Attraverso i Vangeli apocrifi, scelti come traccia da seguire per elaborare la
trama del disco, emerge la vocazione umana e terrena, quindi provocatoria e
rivoluzionaria della figura storica di Gesù di Nazareth, già descritta da De Andrè nel
1967 in "Si chiamava Gesù". In questo album la figura di Cristo è narrata attraverso
quella dei personaggi che hanno a che fare con lui e la sua storia, mentre appare
direttamente come protagonista solo nella canzone "Via della Croce".
La narrazione, introdotta da un "Laudate Dominum", inizia raccontando
"L'infanzia di Maria": la piccola Maria vive un'infanzia difficile segregata nel
tempio ("dicono fosse un angelo a raccontarti le ore, a misurarti il tempo fra cibo e
Signore"); l'impurità delle prime mestruazioni ("ma per i sacerdoti fu colpa il tuo
maggio, la tua verginità che si tingeva di rosso") provocò il suo allontanamento e la
scelta forzata di uno sposo; il matrimonio avviene con un uomo buono ma vecchio, il
falegname Giuseppe ("la diedero in sposa a dita troppo secche per chiudersi su una
rosa") che la sposa per dovere e la deve poi lasciare per quattro anni per lavoro. Ne
"Il ritorno di Giuseppe" si può cogliere la fatica della vita di Giuseppe; nel suo
ritorno a casa porta una bambola per Maria, e la trova implorante affetto e attenzione.

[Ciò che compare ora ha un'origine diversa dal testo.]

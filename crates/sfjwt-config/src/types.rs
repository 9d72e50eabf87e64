//! Configuration types mapping to the TOML schema.
//!
//! ```toml
//! [server]       # HTTP listener and middleware
//! [salesforce]   # upstream defaults
//! [signing]      # assertion defaults and algorithm allow-list
//! [session]      # per-session store bounds
//! ```

use std::time::Duration;

use serde::{Deserialize, Serialize};
use sfjwt_oauth::SigningAlgorithm;

// ─────────────────────────────────────────────────────────────────────────────
// Top-level Config
// ─────────────────────────────────────────────────────────────────────────────

/// Root configuration structure.
///
/// Every section is optional so a partial file can be layered over another.
/// Use the section accessors to read a value with defaults filled in.
#[derive(Debug, Clone, Default, PartialEq, Serialize, Deserialize)]
#[serde(default)]
pub struct SfjwtConfig {
    pub server: Option<ServerConfig>,
    pub salesforce: Option<SalesforceConfig>,
    pub signing: Option<SigningConfig>,
    pub session: Option<SessionConfig>,
}

impl SfjwtConfig {
    pub fn new() -> Self {
        Self::default()
    }

    /// Parse from a TOML string.
    pub fn from_toml(toml_str: &str) -> crate::Result<Self> {
        Ok(toml::from_str(toml_str)?)
    }

    /// Serialize to a TOML string.
    pub fn to_toml(&self) -> crate::Result<String> {
        Ok(toml::to_string_pretty(self)?)
    }

    /// Layer `other` on top of this config. Sections present in `other` win.
    pub fn merge(&mut self, other: SfjwtConfig) {
        if other.server.is_some() {
            self.server = other.server;
        }
        if other.salesforce.is_some() {
            self.salesforce = other.salesforce;
        }
        if other.signing.is_some() {
            self.signing = other.signing;
        }
        if other.session.is_some() {
            self.session = other.session;
        }
    }

    pub fn server(&self) -> ServerConfig {
        self.server.clone().unwrap_or_default()
    }

    pub fn salesforce(&self) -> SalesforceConfig {
        self.salesforce.clone().unwrap_or_default()
    }

    pub fn signing(&self) -> SigningConfig {
        self.signing.clone().unwrap_or_default()
    }

    pub fn session(&self) -> SessionConfig {
        self.session.clone().unwrap_or_default()
    }

    /// The same config with every section materialized.
    pub fn effective(&self) -> Self {
        Self {
            server: Some(self.server()),
            salesforce: Some(self.salesforce()),
            signing: Some(self.signing()),
            session: Some(self.session()),
        }
    }

    /// Values that parse but will not behave as the user likely intended.
    pub fn lint(&self) -> Vec<String> {
        let mut warnings = Vec::new();

        let server = self.server();
        if server.rate_limiting && server.api_rpm == 0 {
            warnings.push(
                "[server] api_rpm is 0 with rate_limiting enabled; rate limiting will be skipped"
                    .to_string(),
            );
        }
        if self.signing().allowed_algorithms.is_empty() {
            warnings.push(
                "[signing] allowed_algorithms is empty; falling back to RS256".to_string(),
            );
        }
        if self.signing().default_expiration_secs == 0 {
            warnings.push(
                "[signing] default_expiration_secs is 0; signing requests must pass an expiration"
                    .to_string(),
            );
        }
        if self.session().max_sessions == 0 {
            warnings.push("[session] max_sessions is 0; treating it as 1".to_string());
        }

        warnings
    }
}

// ─────────────────────────────────────────────────────────────────────────────
// Server Configuration
// ─────────────────────────────────────────────────────────────────────────────

pub const DEFAULT_PORT: u16 = 8080;
pub const DEFAULT_BIND: &str = "127.0.0.1";
pub const DEFAULT_API_RPM: u32 = 120;
pub const DEFAULT_MAX_BODY_SIZE: usize = 1024 * 1024;

/// `[server]` section.
#[derive(Debug, Clone, PartialEq, Serialize, Deserialize)]
#[serde(default)]
pub struct ServerConfig {
    pub bind: String,
    pub port: u16,
    /// Enable global rate limiting of `/api` routes.
    pub rate_limiting: bool,
    /// Requests per minute allowed across all clients.
    pub api_rpm: u32,
    /// Log method, path, status and duration of each request.
    pub request_logging: bool,
    /// Allowed CORS origins. Empty disables CORS headers.
    pub cors_origins: Vec<String>,
    /// Maximum request body in bytes.
    pub max_body_size: usize,
}

impl Default for ServerConfig {
    fn default() -> Self {
        Self {
            bind: DEFAULT_BIND.to_string(),
            port: DEFAULT_PORT,
            rate_limiting: true,
            api_rpm: DEFAULT_API_RPM,
            request_logging: true,
            cors_origins: Vec::new(),
            max_body_size: DEFAULT_MAX_BODY_SIZE,
        }
    }
}

// ─────────────────────────────────────────────────────────────────────────────
// Salesforce Configuration
// ─────────────────────────────────────────────────────────────────────────────

/// `[salesforce]` section.
#[derive(Debug, Clone, PartialEq, Serialize, Deserialize)]
#[serde(default)]
pub struct SalesforceConfig {
    /// Login host used when a request leaves the audience blank.
    pub default_audience: String,
    /// REST API version for SOQL queries, e.g. `v60.0`.
    pub api_version: String,
    pub timeout_secs: u64,
}

impl Default for SalesforceConfig {
    fn default() -> Self {
        Self {
            default_audience: sfjwt_oauth::DEFAULT_AUDIENCE.to_string(),
            api_version: sfjwt_oauth::relay::DEFAULT_API_VERSION.to_string(),
            timeout_secs: sfjwt_oauth::relay::DEFAULT_TIMEOUT.as_secs(),
        }
    }
}

impl SalesforceConfig {
    pub fn timeout(&self) -> Duration {
        Duration::from_secs(self.timeout_secs)
    }
}

// ─────────────────────────────────────────────────────────────────────────────
// Signing Configuration
// ─────────────────────────────────────────────────────────────────────────────

/// `[signing]` section.
#[derive(Debug, Clone, PartialEq, Serialize, Deserialize)]
#[serde(default)]
pub struct SigningConfig {
    pub default_expiration_secs: u64,
    /// Algorithms callers may request, e.g. `["RS256", "RS512"]`.
    pub allowed_algorithms: Vec<SigningAlgorithm>,
}

impl Default for SigningConfig {
    fn default() -> Self {
        Self {
            default_expiration_secs: sfjwt_oauth::DEFAULT_EXPIRATION_SECS,
            allowed_algorithms: vec![SigningAlgorithm::Rs256],
        }
    }
}

impl SigningConfig {
    /// The allow-list, never empty.
    pub fn algorithms(&self) -> Vec<SigningAlgorithm> {
        if self.allowed_algorithms.is_empty() {
            vec![SigningAlgorithm::Rs256]
        } else {
            self.allowed_algorithms.clone()
        }
    }

    pub fn allows(&self, algorithm: SigningAlgorithm) -> bool {
        self.algorithms().contains(&algorithm)
    }
}

// ─────────────────────────────────────────────────────────────────────────────
// Session Configuration
// ─────────────────────────────────────────────────────────────────────────────

/// `[session]` section.
#[derive(Debug, Clone, PartialEq, Serialize, Deserialize)]
#[serde(default)]
pub struct SessionConfig {
    pub max_sessions: usize,
    /// Idle lifetime in seconds. 0 disables expiry.
    pub ttl_secs: u64,
}

impl Default for SessionConfig {
    fn default() -> Self {
        Self {
            max_sessions: 1000,
            ttl_secs: 3600,
        }
    }
}

impl SessionConfig {
    pub fn ttl(&self) -> Option<Duration> {
        (self.ttl_secs > 0).then(|| Duration::from_secs(self.ttl_secs))
    }
}

// ─────────────────────────────────────────────────────────────────────────────
// Tests
// ─────────────────────────────────────────────────────────────────────────────

#[cfg(test)]
mod tests {
    use super::*;

    #[test]
    fn test_empty_config_uses_defaults() {
        let config = SfjwtConfig::from_toml("").unwrap();
        assert!(config.server.is_none());

        let server = config.server();
        assert_eq!(server.bind, "127.0.0.1");
        assert_eq!(server.port, 8080);
        assert!(server.rate_limiting);
        assert_eq!(server.api_rpm, 120);
        assert_eq!(server.max_body_size, 1024 * 1024);

        let salesforce = config.salesforce();
        assert_eq!(salesforce.default_audience, "https://login.salesforce.com");
        assert_eq!(salesforce.api_version, "v60.0");
        assert_eq!(salesforce.timeout(), Duration::from_secs(30));

        assert_eq!(config.signing().algorithms(), vec![SigningAlgorithm::Rs256]);
        assert_eq!(config.session().ttl(), Some(Duration::from_secs(3600)));
    }

    #[test]
    fn test_parse_full_config() {
        let config = SfjwtConfig::from_toml(
            r#"
[server]
port = 9090
cors_origins = ["http://localhost:3000"]

[salesforce]
default_audience = "https://test.salesforce.com"
api_version = "v59.0"

[signing]
allowed_algorithms = ["RS256", "RS512"]

[session]
ttl_secs = 0
"#,
        )
        .unwrap();

        let server = config.server();
        assert_eq!(server.port, 9090);
        assert_eq!(server.bind, "127.0.0.1");
        assert_eq!(server.cors_origins, vec!["http://localhost:3000"]);
        assert_eq!(
            config.salesforce().default_audience,
            "https://test.salesforce.com"
        );
        assert!(config.signing().allows(SigningAlgorithm::Rs512));
        assert!(!config.signing().allows(SigningAlgorithm::Rs384));
        assert_eq!(config.session().ttl(), None);
    }

    #[test]
    fn test_unknown_algorithm_is_parse_error() {
        let err = SfjwtConfig::from_toml("[signing]\nallowed_algorithms = [\"HS256\"]\n");
        assert!(err.is_err());
    }

    #[test]
    fn test_merge_replaces_whole_sections() {
        let mut base = SfjwtConfig::from_toml("[server]\nport = 9000\napi_rpm = 10\n").unwrap();
        let overlay = SfjwtConfig::from_toml("[server]\nport = 9100\n").unwrap();
        base.merge(overlay);

        let server = base.server();
        assert_eq!(server.port, 9100);
        assert_eq!(server.api_rpm, 120);
    }

    #[test]
    fn test_merge_keeps_absent_sections() {
        let mut base =
            SfjwtConfig::from_toml("[salesforce]\napi_version = \"v58.0\"\n").unwrap();
        base.merge(SfjwtConfig::from_toml("[server]\nport = 1\n").unwrap());

        assert_eq!(base.salesforce().api_version, "v58.0");
        assert_eq!(base.server().port, 1);
    }

    #[test]
    fn test_effective_round_trips_through_toml() {
        let effective = SfjwtConfig::new().effective();
        let rendered = effective.to_toml().unwrap();
        assert!(rendered.contains("[signing]"));
        assert!(rendered.contains("\"RS256\""));
        assert_eq!(SfjwtConfig::from_toml(&rendered).unwrap(), effective);
    }

    #[test]
    fn test_lint() {
        assert!(SfjwtConfig::new().lint().is_empty());

        let config = SfjwtConfig::from_toml(
            "[server]\napi_rpm = 0\n[signing]\nallowed_algorithms = []\n",
        )
        .unwrap();
        let warnings = config.lint();
        assert_eq!(warnings.len(), 2);
        assert!(warnings[0].contains("api_rpm"));
        assert_eq!(config.signing().algorithms(), vec![SigningAlgorithm::Rs256]);
    }
}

"Il sogno di Maria" riporta la scena nel tempio. In un sogno l'angelo che usava farle
visita la porta in volo lontano "là dove il giorno si perde"; lì le dà la notizia della
futura nascita di un bimbo; il testo allude ad un concepimento più terreno di quello
raccontato dai vangeli canonici. Al risveglio Maria capisce di essere incinta ("parole
confuse nella mia mente, svanite in un sogno ma impresse nel ventre") e si scioglie in
pianto.
La maternità inaspettata ("ave alle donne come te Maria, femmine un giorno e
poi madri per sempre"), si esprime in "Ave Maria", un omaggio alla donna nel
momento del concepimento. Dalla letizia che traspare in "Ave Maria" il passaggio a
"Maria nella bottega d'un falegname" è drastico: il ritmo dato dalla pialla e dal
martello scandiscono il dolore straziante del falegname che costruisce la croce ("tre
croci, due per chi disertò per rubare, la più grande per chi guerra insegnò a
disertare") con la quale il figlio di Maria ed i due ladroni verranno crocifissi. "Via
della croce" è una delle canzoni in cui De André lascia trasparire i suoi pensieri e i
suoi sentimenti anarchici: "il potere vestito d'umana sembianza ormai ti considera
morto abbastanza". Infine, sotto la croce stessa: "non fossi stato figlio di Dio t'avrei
ancora per figlio mio" dice la madre al figlio. Questo aspetto è completamente
trascurato dai Vangeli canonici. Non appena i tre condannati vengono crocifissi, le
loro rispettive "Tre Madri" stanno adagiate sotto le croci per confortarli. Le due
donne dicono a Maria che non ha alcuna ragione di piangere così "forte", dal
momento che sa che suo figlio, al contrario dei loro, "alla vita, nel terzo giorno, […]
farà ritorno". La canzone si conclude con le parole di Maria che spiegano il motivo
della sua tristezza: "non fossi stato figlio di Dio, t'avrei ancora per figlio mio". Ne
"Il testamento di Tito" vengono invece elencati i dieci comandamenti, analizzati
dall'inedito punto di vista di Tito, il ladrone pentito crocifisso accanto a Gesù; i nomi
dei ladroni variano da vangelo a vangelo (Dimaco/Gesta Tito/Disma): Tito è il
ladrone buono nel vangelo arabo dell'infanzia (l'altro è chiamato Dimaco). Per
quanto riguarda la musica, la prima strofa incomincia semplicemente con la voce ed
un leggero accompagnamento con la chitarra, crescendo sempre più in strumenti e
accompagnamenti fino all'ultima strofa. L'opera termina con una sorta di canto
liturgico ("Laudate hominem") che incita a lodare l'uomo, e non in quanto figlio di
Dio, ma in quanto figlio di un altro uomo, quindi fratello.